いつ感染が終わるか分からないコロナ禍にも不確実性があります。
(参考 パンデミック:時間軸と不確実性 独立行政法人経済産業研究所)
この不確実性と関係のあるメカニズムが流動性選好(りゅうどうせいせんこう)です。
流動性選好とはお金(貨幣)を貯蓄することで安心を得ようとする人間の性質のことで、
流動性選好が高まれば
- 需要が低くなる
- 金利が低下する
- 物価が下落する
- 不完全雇用(雇用の不足)が発生する
などの問題が発生し、仮に貨幣の供給を増やしたとしても「貨幣を持つことで安心したい」人々の気持ちが勝つため、どんな金融政策でも効果が起きづらい状態を引き起こします。
(5)公共財
公共財とは、公園、公衆トイレ、道路、警察、消防など公的な施設やサービスを指します。
この公共財には
- 誰でも利用できる、つまり誰の利用も拒絶することはできない(排除不可能性)
- 誰でも利用できるため消費者が競合することがない(消費の集団性)
という2つの特徴があり、公共財を使うためにお金を払おうという意識を持つ人はあまり多くありません。

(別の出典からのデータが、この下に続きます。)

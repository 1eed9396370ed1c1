//! Port traits (driven side).

pub mod datastore;

pub use datastore::Datastore;
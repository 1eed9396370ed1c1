//! Domain types for the gateway.

pub mod config;
pub mod error;

pub use config::*;
pub use error::*;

公共財の需要は高いものの、その公共財の対価を払おうと考える人が少ないため、需要が高いのに供給ができないという市場の失敗を引き起こします。
また、対価を考える人が少ないため、利益によって運営を行う民間に託すこともできず、税金を使って維持し続ける必要もあります。

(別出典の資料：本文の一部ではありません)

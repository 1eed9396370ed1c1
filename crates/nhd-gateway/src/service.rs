//! Gateway service: wires config, ports and the middleware pipeline into a
//! running HTTP server.

use crate::domain::config::GatewayConfig;
use crate::domain::error::GatewayError;
use crate::middleware::{Pipeline, StatusMetrics};
use crate::ports::{IdentityVerifier, ReportPublisher};
use crate::routes::{build_router, AppState};
use axum::Router;
use nhd_store::Datastore;
use std::future::Future;
use std::net::SocketAddr;
use std::sync::Arc;
use tokio::net::TcpListener;
use tracing::info;

/// Gateway service state
pub struct GatewayService {
    config: GatewayConfig,
    state: AppState,
    pipeline: Pipeline,
}

impl GatewayService {
    /// Create a new gateway service. Fails if the configuration is invalid.
    pub fn new(
        config: GatewayConfig,
        store: Arc<dyn Datastore>,
        publisher: Arc<dyn ReportPublisher>,
        identity: Arc<dyn IdentityVerifier>,
    ) -> Result<Self, GatewayError> {
        config.validate()?;

        let metrics = Arc::new(StatusMetrics::new());
        let pipeline = Pipeline::standard(&config, Arc::clone(&metrics));
        let state = AppState {
            store,
            publisher,
            identity,
            metrics,
            report_topic: config.publisher.topic.clone(),
        };

        Ok(Self {
            config,
            state,
            pipeline,
        })
    }

    pub fn config(&self) -> &GatewayConfig {
        &self.config
    }

    pub fn pipeline(&self) -> &Pipeline {
        &self.pipeline
    }

    /// Get metrics
    pub fn metrics(&self) -> Arc<StatusMetrics> {
        Arc::clone(&self.state.metrics)
    }

    /// Routes wrapped in the global pipeline.
    pub fn router(&self) -> Router {
        self.pipeline.apply(build_router(self.state.clone()))
    }

    /// Bind the configured HTTP address.
    pub async fn bind(&self) -> Result<TcpListener, GatewayError> {
        let addr = self.config.http_addr();
        TcpListener::bind(addr)
            .await
            .map_err(|e| GatewayError::Bind(format!("{addr}: {e}")))
    }

    /// Serve on `listener` until `shutdown` resolves; in-flight requests are
    /// allowed to finish.
    pub async fn serve<F>(self, listener: TcpListener, shutdown: F) -> Result<(), GatewayError>
    where
        F: Future<Output = ()> + Send + 'static,
    {
        let local: Option<SocketAddr> = listener.local_addr().ok();
        info!(
            addr = ?local,
            rate_limit_rps = self.config.rate_limit.requests_per_second,
            rate_limit_burst = self.config.rate_limit.burst_size,
            timeout_ms = self.config.timeouts.request.as_millis() as u64,
            "Starting HTTP server"
        );

        axum::serve(listener, self.router())
            .with_graceful_shutdown(shutdown)
            .await
            .map_err(|e| GatewayError::Serve(e.to_string()))?;

        info!("HTTP server stopped");
        Ok(())
    }

    /// Bind the configured address and serve until `shutdown` resolves.
    pub async fn run<F>(self, shutdown: F) -> Result<(), GatewayError>
    where
        F: Future<Output = ()> + Send + 'static,
    {
        let listener = self.bind().await?;
        self.serve(listener, shutdown).await
    }
}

対価を払わずに利用しようとする人々を「フリーライダー」と言いますが、近年は救急車をタクシー代わりにタダ乗りしようとする人が問題になりました。
地球温暖化や海洋のゴミ問題も、このフリーライダーの意識が原因なのではという議論も起きています。
(参考 貢献か、フリーライドか? 公共財経済における自主的参加 独立行政法人経済産業研究所)
3、市場の失敗が起きるとどんな悪影響がある?
冒頭でも説明した通り、市場の失敗が起きれば、
- 失業
- 貧困
- 格差
- 自殺
- 自然破壊
などの悪影響が及びます。
経済とは一見関係のないこれらの出来事は市場の失敗とは見なされないと考えられていましたが、経済と社会は裏表のような関係のため、昨今ではこれらの出来事が起きた場合にも市場の失敗が起きていると考えられる傾向にあります。
そして、最近注目を集めているのは市場の失敗と環境問題の関係です。
従来の市場では、生産過程で企業が環境破壊を行っていても咎められることはなく、多くの企業が環境汚染を行い続けた結果、地球温暖化や気候変動を進行させる原因になったと考えられています。

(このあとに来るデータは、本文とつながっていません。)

//! Query layer: filter and order the trader directory.
//!
//! Filters combine with AND semantics and run in a fixed order: text search,
//! then verification type, then chain membership. Ordering is always
//! descending on the chosen key, with ties broken by ascending trader id so
//! output is deterministic.

use std::cmp::Ordering;
use std::str::FromStr;

use crate::models::{Chain, Trader, VerificationType};

/// Largest page a caller can request
pub const MAX_PAGE_SIZE: usize = 100;

#[derive(Debug, Clone, Copy, PartialEq, Eq, Default)]
pub enum SortKey {
    #[default]
    Followers,
    WinRate,
    Pnl,
    Trades,
}

impl SortKey {
    /// Parse a `sortBy` value. Unknown or missing keys fall back to `Followers`.
    pub fn parse_or_default(value: Option<&str>) -> Self {
        match value.map(str::trim) {
            Some("followers") => Self::Followers,
            Some("winRate") | Some("win_rate") => Self::WinRate,
            Some("pnl") | Some("totalPnL") => Self::Pnl,
            Some("trades") | Some("totalTrades") => Self::Trades,
            _ => Self::default(),
        }
    }

    fn value(&self, trader: &Trader) -> f64 {
        match self {
            Self::Followers => trader.followers as f64,
            Self::WinRate => trader.win_rate,
            Self::Pnl => trader.total_pnl,
            Self::Trades => trader.total_trades as f64,
        }
    }

    /// Descending by key, then ascending by id
    fn compare(&self, a: &Trader, b: &Trader) -> Ordering {
        self.value(b)
            .total_cmp(&self.value(a))
            .then_with(|| a.id.cmp(&b.id))
    }
}

/// One equality/membership filter as given on the query string
#[derive(Debug, Clone, Copy, PartialEq, Eq)]
pub enum Criterion<T> {
    /// No filter (`all`, empty or absent)
    Any,
    Is(T),
    /// A value that names nothing we know; matches no trader
    Unrecognized,
}

impl<T: FromStr> Criterion<T> {
    pub fn parse(value: Option<&str>) -> Self {
        match value.map(str::trim) {
            None | Some("") => Self::Any,
            Some(v) if v.eq_ignore_ascii_case("all") => Self::Any,
            Some(v) => v.parse().map(Self::Is).unwrap_or(Self::Unrecognized),
        }
    }
}

#[derive(Debug, Clone, Default)]
pub struct TraderQuery {
    /// Lowercased search needle
    search: Option<String>,
    verification: Option<Criterion<VerificationType>>,
    chain: Option<Criterion<Chain>>,
    sort_by: SortKey,
    /// 1-based page number
    page: usize,
    limit: Option<usize>,
}

/// Filtered, ordered page of traders plus the size of the whole filtered set
#[derive(Debug, Clone)]
pub struct QueryResult {
    pub traders: Vec<Trader>,
    pub total: usize,
}

impl TraderQuery {
    pub fn new() -> Self {
        Self {
            page: 1,
            ..Default::default()
        }
    }

    pub fn search(mut self, text: Option<&str>) -> Self {
        self.search = text
            .map(|s| s.trim().to_lowercase())
            .filter(|s| !s.is_empty());
        self
    }

    pub fn verification(mut self, criterion: Criterion<VerificationType>) -> Self {
        self.verification = Some(criterion);
        self
    }

    pub fn chain(mut self, criterion: Criterion<Chain>) -> Self {
        self.chain = Some(criterion);
        self
    }

    pub fn sort_by(mut self, key: SortKey) -> Self {
        self.sort_by = key;
        self
    }

    pub fn page(mut self, page: Option<u32>, limit: Option<u32>) -> Self {
        self.page = page.map(|p| p.max(1) as usize).unwrap_or(1);
        self.limit = limit.map(|l| (l as usize).clamp(1, MAX_PAGE_SIZE));
        self
    }

    /// True when the trader passes every active filter
    pub fn matches(&self, trader: &Trader) -> bool {
        if let Some(needle) = &self.search {
            if !trader.matches_search(needle) {
                return false;
            }
        }

        match self.verification.unwrap_or(Criterion::Any) {
            Criterion::Any => {}
            Criterion::Is(kind) if trader.verification_type == kind => {}
            _ => return false,
        }

        match self.chain.unwrap_or(Criterion::Any) {
            Criterion::Any => true,
            Criterion::Is(chain) => trader.trades_on(chain),
            Criterion::Unrecognized => false,
        }
    }

    pub fn run(&self, traders: &[Trader]) -> QueryResult {
        let mut matched: Vec<&Trader> = traders.iter().filter(|t| self.matches(t)).collect();
        matched.sort_by(|a, b| self.sort_by.compare(a, b));

        let total = matched.len();
        let traders = match self.limit {
            Some(limit) => matched
                .into_iter()
                .skip((self.page - 1).saturating_mul(limit))
                .take(limit)
                .cloned()
                .collect(),
            None => matched.into_iter().cloned().collect(),
        };

        QueryResult { traders, total }
    }
}

#[cfg(test)]
mod tests {
    use super::*;
    use crate::directory::test_support::trader;
    use crate::models::{Chain, VerificationType};

    /// Five traders: three ZK, two TEE
    fn fixture() -> Vec<Trader> {
        let mut traders = vec![
            trader(
                "a",
                "Alpha Whale",
                VerificationType::Zk,
                &[Chain::Ethereum, Chain::Base],
                60.0,
                450.0,
            ),
            trader("b", "Beta", VerificationType::Tee, &[Chain::Solana], 70.0, 280.0),
            trader("c", "Gamma Whale", VerificationType::Zk, &[Chain::Base], 80.0, 900.0),
            trader("d", "Delta", VerificationType::Tee, &[Chain::Ethereum], 65.0, 50.0),
            trader("e", "Epsilon", VerificationType::Zk, &[Chain::Arbitrum], 55.0, -20.0),
        ];
        traders[0].followers = 500;
        traders[1].followers = 900;
        traders[2].followers = 500;
        traders[3].followers = 50;
        traders[4].followers = 1200;
        traders
    }

    fn ids(result: &QueryResult) -> Vec<&str> {
        result.traders.iter().map(|t| t.id.as_str()).collect()
    }

    #[test]
    fn test_zk_sorted_by_pnl() {
        let query = TraderQuery::new()
            .verification(Criterion::parse(Some("ZK")))
            .sort_by(SortKey::parse_or_default(Some("pnl")));

        let result = query.run(&fixture());
        assert_eq!(result.total, 3);
        assert_eq!(ids(&result), vec!["c", "a", "e"]);
    }

    #[test]
    fn test_default_sort_is_followers_with_id_tiebreak() {
        let result = TraderQuery::new().run(&fixture());
        // a and c both have 500 followers
        assert_eq!(ids(&result), vec!["e", "b", "a", "c", "d"]);
    }

    #[test]
    fn test_unknown_sort_key_falls_back_to_followers() {
        assert_eq!(SortKey::parse_or_default(Some("volume")), SortKey::Followers);
        assert_eq!(SortKey::parse_or_default(None), SortKey::Followers);
        assert_eq!(SortKey::parse_or_default(Some("winRate")), SortKey::WinRate);
    }

    #[test]
    fn test_search_is_case_insensitive_on_name_and_address() {
        let result = TraderQuery::new().search(Some("WHALE")).run(&fixture());
        assert_eq!(result.total, 2);

        // address of "d" is 0xdddd
        let result = TraderQuery::new().search(Some("0xDDD")).run(&fixture());
        assert_eq!(ids(&result), vec!["d"]);
    }

    #[test]
    fn test_filters_are_conjunctive() {
        let query = TraderQuery::new()
            .search(Some("whale"))
            .verification(Criterion::Is(VerificationType::Zk))
            .chain(Criterion::parse(Some("ethereum")));

        let result = query.run(&fixture());
        assert_eq!(ids(&result), vec!["a"]);
    }

    #[test]
    fn test_all_and_unrecognized_criteria() {
        let all = TraderQuery::new()
            .verification(Criterion::parse(Some("all")))
            .chain(Criterion::parse(Some("")))
            .run(&fixture());
        assert_eq!(all.total, 5);

        let none = TraderQuery::new()
            .chain(Criterion::parse(Some("dogechain")))
            .run(&fixture());
        assert_eq!(none.total, 0);
        assert!(none.traders.is_empty());
    }

    #[test]
    fn test_filter_soundness_and_completeness() {
        let traders = fixture();
        for verification in ["all", "ZK", "TEE", "ZK+TEE"] {
            for chain in ["all", "ethereum", "base", "solana", "arbitrum"] {
                let query = TraderQuery::new()
                    .verification(Criterion::parse(Some(verification)))
                    .chain(Criterion::parse(Some(chain)));
                let result = query.run(&traders);

                let expected: Vec<&Trader> = traders.iter().filter(|t| query.matches(t)).collect();
                assert_eq!(result.total, expected.len());
                for t in &result.traders {
                    assert!(query.matches(t));
                }
            }
        }
    }

    #[test]
    fn test_sort_order_is_descending_for_every_key() {
        let traders = fixture();
        for key in [SortKey::Followers, SortKey::WinRate, SortKey::Pnl, SortKey::Trades] {
            let result = TraderQuery::new().sort_by(key).run(&traders);
            for pair in result.traders.windows(2) {
                assert!(key.value(&pair[0]) >= key.value(&pair[1]));
            }
        }
    }

    #[test]
    fn test_pagination_keeps_full_total() {
        let result = TraderQuery::new().page(Some(2), Some(2)).run(&fixture());
        assert_eq!(result.total, 5);
        assert_eq!(ids(&result), vec!["a", "c"]);

        let past_end = TraderQuery::new().page(Some(9), Some(2)).run(&fixture());
        assert_eq!(past_end.total, 5);
        assert!(past_end.traders.is_empty());
    }
}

「市場の悪影響が取引に関係のない第3者に自然災害として降りかかる」
これは先述の通り市場の失敗に挙げられる外部性の問題に繋がり、環境のことを考えずに自分たちの利益のみを優先する企業の意識はフリーライダー問題にも通じます。
これらの状況を鑑みて、世界の国々では環境を守るための環境税を導入するなど、世界規模の取り組みが始まっています。
4、市場の失敗が起きた際の政府の役割
市場の失敗が起きた際には、政府にはその状態を立て直すという役割があります。
政府の役割には
- 独占禁止法などの法整備と実施
- 公共財の供給
- 富の再配分(税や社会保障を使って所得を分配する)
などがあり、市場を健全な状態に保とうとする政策を「競争政策」といいます。
しかし政府が市場に介入すれば市場の失敗はすぐに解決できるのかというとそうでもなく、政府の経済政策によって利益よりも損失が上回ることを「政府の失敗」と呼びます。
また、政府の役割をどこまで求めるのかという線引きは、「大きな政府」と「小さな政府」の議論にも繋がります。
まとめ
今回は「市場の失敗」について解説しました。
市場の失敗とは、市場の需要と供給のバランスが崩れる状態を指します。
また、市場の失敗は人々や環境に悪影響を及ぼします。